As he closed his Cimmerian black eyes for the last time, still as deep and clear as when she first saw them, Tara remembered the first four lines of the old Elder Pendragon couplet called the Song of the Venefici, taught to Twilight by his beloved Merlin, and, in turn, passed by him to her. The prophetic words eased their gentle way into her mind and as she whispered them, Twilight’s voice seemed to accompany her.

Kiss the wind and sense the seasons

Smell the rain and know the reasons

Feel the sun, plunge the earth

Whisper plant, whisper birth.

Although Tara had reigned as the primary English venefica for many years and was a wise and experienced spellbinder, her old and much cherished mentor had always been there. Hardly a day had gone by when they had not shared a few words, walked the mighty Stones of Destiny at Avebury, laughed at the foibles of venefical decision-making, especially that associated with the reigning monarch, and sometimes just sat in the comfort of each other’s company without words. As Twilight had always done with the stone of his mentor, the long magus, she would do with his. A daily visit, a caress of cold sarsen, a few words to let him know what she was doing as she sought the comfort of his silent approval.

Over two thousand pica had been sitting on the fence and trees surrounding the old Avebury compound for weeks, young and old. They would not leave him, not now, not ever. If Tara had not made sure that a plentiful supply of grain and fresh water was at hand for the birds to eat and drink where they sat, they would have starved rather than leave their beloved liegelord’s compound for a single moment. They would leave the compound when he did. His life would always be inextricably linked to theirs; generations of the pied poly devils had shared and contributed to the mighty deeds of his enchanted rule. They had been his eyes and ears, his messengers, fighters, decoys, and, when called upon, had killed for him and been killed by those that opposed him.

They were his breath.

Of the many small tribute stones surrounding his mighty Blue Horn stone, itself named after the pica with the blue feather flash in its wings killed by Lupa, the white wolf of Elelendise, the great majority belonged to gallant pica that had died in his service.

The silence from their serried ranks when Twilight finally closed his eyes was a visible manifestation of grief more powerful than the loudest sound. With their dark, inquisitive eyes closed, every black and white head had dropped and buried its beak deep in its chest feathers as they each gave into their grief and an individual memory of a ragged thirteen-year-old tyro who for eighty-seven years had truly struck the stars as he led them from one victory to another in the constant battle to maintain the independence of Wessex against the brutal dominance of invaders and religious savants.

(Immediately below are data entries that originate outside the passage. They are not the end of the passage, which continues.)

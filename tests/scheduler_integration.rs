//! End-to-end runs of the demo household through the scheduler.

mod common;

use std::sync::Arc;
use std::time::{Duration, Instant};

use crossbeam_channel::Receiver;
use hems_sched::config::ScenarioConfig;
use hems_sched::devices::ProblemPart;
use hems_sched::household::{build_parts, build_signals};
use hems_sched::profile::Commodity;
use hems_sched::scheduling::{
    ChannelSink, DeviationMonitor, FixedTimeSource, RunSummary, Scheduler, SchedulerEvent, TimeSource,
    TriggerReason,
};
use hems_sched::sim::{HouseholdKpi, Schedule};

type TestScheduler = Scheduler<Arc<FixedTimeSource>, ChannelSink>;

fn baseline(step: i64, horizon: i64) -> ScenarioConfig {
    let mut cfg = ScenarioConfig::baseline();
    cfg.scheduling.step_size_secs = step;
    cfg.scheduling.horizon_secs = horizon;
    cfg
}

fn scheduler(
    cfg: &ScenarioConfig,
    population: usize,
    evaluations: usize,
) -> (TestScheduler, Arc<FixedTimeSource>, Receiver<SchedulerEvent>) {
    let horizon = cfg.scheduling.horizon_secs;
    let mut settings = common::settings(population, evaluations, horizon);
    settings.step_size_secs = cfg.scheduling.step_size_secs;
    let time = Arc::new(FixedTimeSource::new(0));
    let (sink, rx) = ChannelSink::unbounded();
    let s = Scheduler::new(settings, Arc::clone(&time), sink).unwrap();
    for part in build_parts(cfg, 0).unwrap() {
        s.publish(part);
    }
    s.update_signals(build_signals(cfg, 0, horizon));
    (s, time, rx)
}

fn drain(rx: &Receiver<SchedulerEvent>) -> (Vec<Schedule>, Vec<RunSummary>) {
    let mut schedules = Vec::new();
    let mut summaries = Vec::new();
    for event in rx.try_iter() {
        match event {
            SchedulerEvent::Schedule(s) => schedules.push(s),
            SchedulerEvent::Summary(s) => summaries.push(s),
        }
    }
    (schedules, summaries)
}

#[test]
fn baseline_household_gets_a_full_schedule_set() {
    let cfg = baseline(900, 86_400);
    let (s, _, rx) = scheduler(&cfg, 4, 8);
    let summary = s.request_run().unwrap().unwrap();
    assert_eq!(summary.generations, 2);
    assert_eq!(summary.evaluations, 8);
    assert!(summary.fitness.is_finite());
    assert!(summary.failed_devices.is_empty());

    let (schedules, summaries) = drain(&rx);
    let ids: Vec<&str> = schedules.iter().map(|s| s.device_id.as_str()).collect();
    assert_eq!(
        ids,
        vec!["appliance", "baseload", "battery", "gas_boiler", "heat_demand", "hot_water_tank", "pv"]
    );
    assert_eq!(summaries, vec![summary]);

    let kpi = HouseholdKpi::from_schedules(&schedules, 0, 86_400);
    assert!(kpi.imported_kwh > 0.0);
    assert_eq!(kpi.failed_devices, 0);
}

#[test]
fn published_summary_serializes_to_json() {
    let cfg = baseline(900, 6 * 3600);
    let (s, _, _rx) = scheduler(&cfg, 4, 8);
    let summary = s.request_run().unwrap().unwrap();
    let json: serde_json::Value = serde_json::to_value(&summary).unwrap();
    assert_eq!(json["trigger"], "manual");
    assert_eq!(json["evaluations"], 8);
    assert!(json["objectives"]["energy_cost"].is_number());
}

#[test]
fn same_seed_same_household_same_plan() {
    let cfg = baseline(900, 6 * 3600);
    let (a, _, rx_a) = scheduler(&cfg, 6, 24);
    let (b, _, rx_b) = scheduler(&cfg, 6, 24);
    let ra = a.request_run().unwrap().unwrap();
    let rb = b.request_run().unwrap().unwrap();
    assert_eq!(ra.objectives, rb.objectives);
    assert_eq!(drain(&rx_a).0, drain(&rx_b).0);
}

#[test]
fn trigger_during_a_run_is_served_right_after_it() {
    let cfg = baseline(60, 86_400);
    let (s, _, rx) = scheduler(&cfg, 8, 200);

    std::thread::scope(|scope| {
        let running = scope.spawn(|| s.request_run());
        let deadline = Instant::now() + Duration::from_secs(30);
        while !s.is_running() {
            assert!(Instant::now() < deadline, "run never started");
            std::hint::spin_loop();
        }
        // Neither call blocks while the run is in flight.
        assert!(s.request_run().unwrap().is_none());
        s.publish(common::pv("pv_garage"));

        let last = running.join().unwrap().unwrap().unwrap();
        assert_eq!(last.trigger, TriggerReason::Queued);
    });

    let (schedules, summaries) = drain(&rx);
    let triggers: Vec<_> = summaries.iter().map(|s| s.trigger).collect();
    assert_eq!(triggers, vec![TriggerReason::Manual, TriggerReason::Queued]);
    // Seven devices in the first run, eight in the queued one.
    assert_eq!(schedules.len(), 15);
}

#[test]
fn deviation_forces_a_reschedule() {
    let cfg = baseline(900, 6 * 3600);
    let (s, time, rx) = scheduler(&cfg, 4, 8);
    assert_eq!(s.poll().unwrap().map(|r| r.trigger), Some(TriggerReason::Initial));
    let (schedules, _) = drain(&rx);
    let plan = &schedules.iter().find(|s| s.device_id.as_str() == "baseload").unwrap().profile;

    let mut monitor = DeviationMonitor::new(Commodity::ActivePower, 500, 600);
    let mut forced = false;
    for minute in 0..20 {
        let t = minute * 60;
        time.set(t);
        let measured = plan.value_at(Commodity::ActivePower, t) + 3000;
        forced = monitor.observe(plan, t, measured);
        if forced {
            break;
        }
    }
    assert!(forced);
    assert!(s.poll().unwrap().is_none());

    let snapshot = s.registry().snapshot();
    let baseload = snapshot.values().find(|p| p.device_id().as_str() == "baseload").unwrap();
    s.publish(ProblemPart::clone(baseload).with_forced_reschedule(true));
    let summary = s.poll().unwrap().unwrap();
    assert_eq!(summary.trigger, TriggerReason::Forced);
    assert_eq!(summary.reference_time, time.now());
}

Vale, great veneficus, we were proud to be your pica. We are now released from your ligamen.

But now he was gone and Tara had to get on with it.

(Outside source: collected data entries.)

//! Household energy scheduling with an interdependent evolutionary algorithm.

pub mod config;
pub mod devices;
pub mod ea;
pub mod error;
pub mod forecast;
pub mod household;
pub mod io;
pub mod profile;
pub mod random;
/// Reschedule triggers, device registry and run orchestration.
pub mod scheduling;
pub mod signals;
/// Interdependent simulation, the household problem and KPIs.
pub mod sim;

Even though she still had the comforting presence of Virgile just a few transformational moments away in Carnac, Francia, the mighty Stones of Destiny close by, and her loyal fourth-generation wolfhounds by her side, the English venefical burden was now all hers to deal with. With the ever-present conflicts ebbing and flowing across the land and the boundaries of sovereign rule extending to a countrywide, nay even further, remit, protecting the Celts of Wessex had expanded beyond the country of Britain. No matter how hard Tara and Twilight had tried to keep away from the religious and sovereign power games played out in various parts of the land, church, and state, the venefical enchantments would always, as her great mentor’s final, quiet statement had said, be inextricably entwined with the charisma of kings.

Now its union was threatening to expand even further.

As Twilight’s own journeys had verified, great religious battles in the arid lands to the east were beginning. The venefical remit was now expanding to encompass faraway countries and alien cultures.

Would that mean strange venefici, different outlooks, and skewed enchantments?